The debate about whether law schools should focus more on preparing their charges to actually practice law, rather than to merely think like lawyers, continues to rage.
At an American Bar Association meeting in Toronto, the New York State Bar Associationpresented the ABA with a resolution, urging the ABA to emphasize the importance of teaching practice skills to law students, according to this report in the New York Law Journal. (HT: ABA Journal.)
The New York bar is asking the national bar to evaluate its legal education standards with a view toward “enhancing clinical work and supervised activities such as meeting with clients inside and outside the clinical setting and in court,” according to the NYLJ.
“Legal education should have more of an emphasis on making sure graduates are ready to practice law,” New York State Bar President Vincent E. Doyle III told the NYLJ. “It is something that has been de-emphasized, and it shows.
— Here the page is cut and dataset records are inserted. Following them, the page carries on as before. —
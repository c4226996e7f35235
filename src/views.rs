//! Askama templates for the admin shell.

use askama::Template;
use axum::{
    http::StatusCode,
    response::{Html, IntoResponse, Response},
};

/// Login page template
#[derive(Template)]
#[template(path = "admin/login.html")]
pub struct LoginTemplate {
    pub action: String,
    pub redirected_from: String,
    pub error: Option<String>,
}

/// Placeholder shown while access is being confirmed or a redirect is pending.
#[derive(Template)]
#[template(path = "admin/loading.html")]
pub struct LoadingTemplate {
    pub redirect_to: Option<String>,
}

pub struct NavItem {
    pub label: &'static str,
    pub href: String,
    pub active: bool,
}

pub struct StatCard {
    pub label: &'static str,
    pub count: i64,
    pub href: String,
}

/// One line of a section listing.
pub struct RowSummary {
    pub title: String,
    pub detail: String,
    pub image_url: Option<String>,
}

/// Admin layout with sidebar
#[derive(Template)]
#[template(path = "admin/shell.html")]
pub struct ShellTemplate {
    pub heading: String,
    pub nav: Vec<NavItem>,
    pub user_email: String,
    pub logout_action: String,
    pub cards: Vec<StatCard>,
    pub rows: Vec<RowSummary>,
    pub not_found: bool,
}

/// Renders a template, turning a render failure into a bare 500.
pub fn render_page<T: Template>(status: StatusCode, template: &T) -> Response {
    match template.render() {
        Ok(body) => (status, Html(body)).into_response(),
        Err(e) => {
            tracing::error!(error = %e, "template render failed");
            StatusCode::INTERNAL_SERVER_ERROR.into_response()
        }
    }
}

#[cfg(test)]
mod tests {
    use super::*;

    #[test]
    fn loading_page_carries_refresh_only_when_redirecting() {
        let waiting = LoadingTemplate { redirect_to: None }.render().unwrap();
        assert!(waiting.contains("Authenticating..."));
        assert!(!waiting.contains("http-equiv"));

        let leaving = LoadingTemplate {
            redirect_to: Some("/admin/login?redirectedFrom=%2Fadmin".to_string()),
        }
        .render()
        .unwrap();
        assert!(leaving.contains("http-equiv=\"refresh\""));
        assert!(leaving.contains("/admin/login?redirectedFrom=%2Fadmin"));
    }

    #[test]
    fn login_form_escapes_the_redirect_target() {
        let page = LoginTemplate {
            action: "/api/auth/login".to_string(),
            redirected_from: "\"><script>".to_string(),
            error: Some("Invalid email or password.".to_string()),
        }
        .render()
        .unwrap();
        assert!(!page.contains("<script>"));
        assert!(page.contains("Invalid email or password."));
    }
}
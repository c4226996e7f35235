#![allow(dead_code)]

use axum::{
    Router,
    body::{Body, to_bytes},
    http::{Request, Response, header},
};
use sangam_portal::{
    AppConfig, AppState, InMemoryRepository, MockIdentityService, MockStorageService,
    create_router,
};
use std::{sync::Arc, time::Duration};
use tower::ServiceExt;

pub const TOKEN: &str = MockIdentityService::VALID_TOKEN;
pub const BOUNDARY: &str = "X-SANGAM-TEST-BOUNDARY";

/// Router plus handles on every collaborator behind it.
pub struct TestApp {
    pub router: Router,
    pub repo: Arc<InMemoryRepository>,
    pub storage: MockStorageService,
    pub identity: Arc<MockIdentityService>,
}

pub fn test_config() -> AppConfig {
    AppConfig {
        identity_timeout: Duration::from_millis(200),
        ..AppConfig::default()
    }
}

pub fn state_with(
    repo: Arc<InMemoryRepository>,
    identity: Arc<MockIdentityService>,
    storage: MockStorageService,
) -> AppState {
    AppState::new(repo, Arc::new(storage), identity, test_config())
}

pub fn spawn_with(
    repo: InMemoryRepository,
    identity: MockIdentityService,
    storage: MockStorageService,
) -> TestApp {
    let repo = Arc::new(repo);
    let identity = Arc::new(identity);
    let state = state_with(repo.clone(), identity.clone(), storage.clone());
    TestApp {
        router: create_router(state),
        repo,
        storage,
        identity,
    }
}

pub fn spawn_app() -> TestApp {
    spawn_with(
        InMemoryRepository::new(),
        MockIdentityService::new(),
        MockStorageService::new(),
    )
}

impl TestApp {
    pub async fn send(&self, request: Request<Body>) -> Response<Body> {
        self.router.clone().oneshot(request).await.unwrap()
    }

    pub async fn get(&self, uri: &str) -> Response<Body> {
        self.send(Request::get(uri).body(Body::empty()).unwrap())
            .await
    }

    pub async fn get_signed_in(&self, uri: &str) -> Response<Body> {
        self.send(
            Request::get(uri)
                .header(header::COOKIE, format!("sb-access-token={}", TOKEN))
                .body(Body::empty())
                .unwrap(),
        )
        .await
    }
}

pub async fn body_string(response: Response<Body>) -> String {
    let bytes = to_bytes(response.into_body(), usize::MAX).await.unwrap();
    String::from_utf8(bytes.to_vec()).unwrap()
}

pub async fn body_json<T: serde::de::DeserializeOwned>(response: Response<Body>) -> T {
    let bytes = to_bytes(response.into_body(), usize::MAX).await.unwrap();
    serde_json::from_slice(&bytes).unwrap()
}

pub fn location(response: &Response<Body>) -> String {
    response
        .headers()
        .get(header::LOCATION)
        .and_then(|v| v.to_str().ok())
        .unwrap_or_default()
        .to_string()
}

pub fn set_cookies(response: &Response<Body>) -> Vec<String> {
    response
        .headers()
        .get_all(header::SET_COOKIE)
        .iter()
        .filter_map(|v| v.to_str().ok())
        .map(str::to_string)
        .collect()
}

/// A `multipart/form-data` body with text fields and an optional `image` part.
pub fn multipart(fields: &[(&str, &str)], image: Option<(&str, &[u8])>) -> (String, Vec<u8>) {
    let mut body = Vec::new();
    for (name, value) in fields {
        body.extend_from_slice(
            format!(
                "--{BOUNDARY}\r\nContent-Disposition: form-data; name=\"{name}\"\r\n\r\n{value}\r\n"
            )
            .as_bytes(),
        );
    }
    if let Some((file_name, bytes)) = image {
        body.extend_from_slice(
            format!(
                "--{BOUNDARY}\r\nContent-Disposition: form-data; name=\"image\"; filename=\"{file_name}\"\r\nContent-Type: image/png\r\n\r\n"
            )
            .as_bytes(),
        );
        body.extend_from_slice(bytes);
        body.extend_from_slice(b"\r\n");
    }
    body.extend_from_slice(format!("--{BOUNDARY}--\r\n").as_bytes());
    (format!("multipart/form-data; boundary={BOUNDARY}"), body)
}

/// An authenticated multipart request to the admin API.
pub fn admin_form(
    method: &str,
    uri: &str,
    fields: &[(&str, &str)],
    image: Option<(&str, &[u8])>,
) -> Request<Body> {
    let (content_type, body) = multipart(fields, image);
    Request::builder()
        .method(method)
        .uri(uri)
        .header(header::AUTHORIZATION, format!("Bearer {}", TOKEN))
        .header(header::CONTENT_TYPE, content_type)
        .body(Body::from(body))
        .unwrap()
}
Our research and our own experience show that graduates are less prepared to practice law.”
Here’s a WSJ report last month by our own Patrick Lee about how some law schools are answering the call to emphasize the practical over the theoretical.
Richard A. Matasar, dean and president of New York Law School, agrees with the view that graduates need to be more practice ready, the New York Law Journal reports.
“There is going to be a push toward more practice readiness at most law schools,” he said. “It is driven by the market. We need to send our graduates out in a way that makes them more effective, and the schools recognize that.”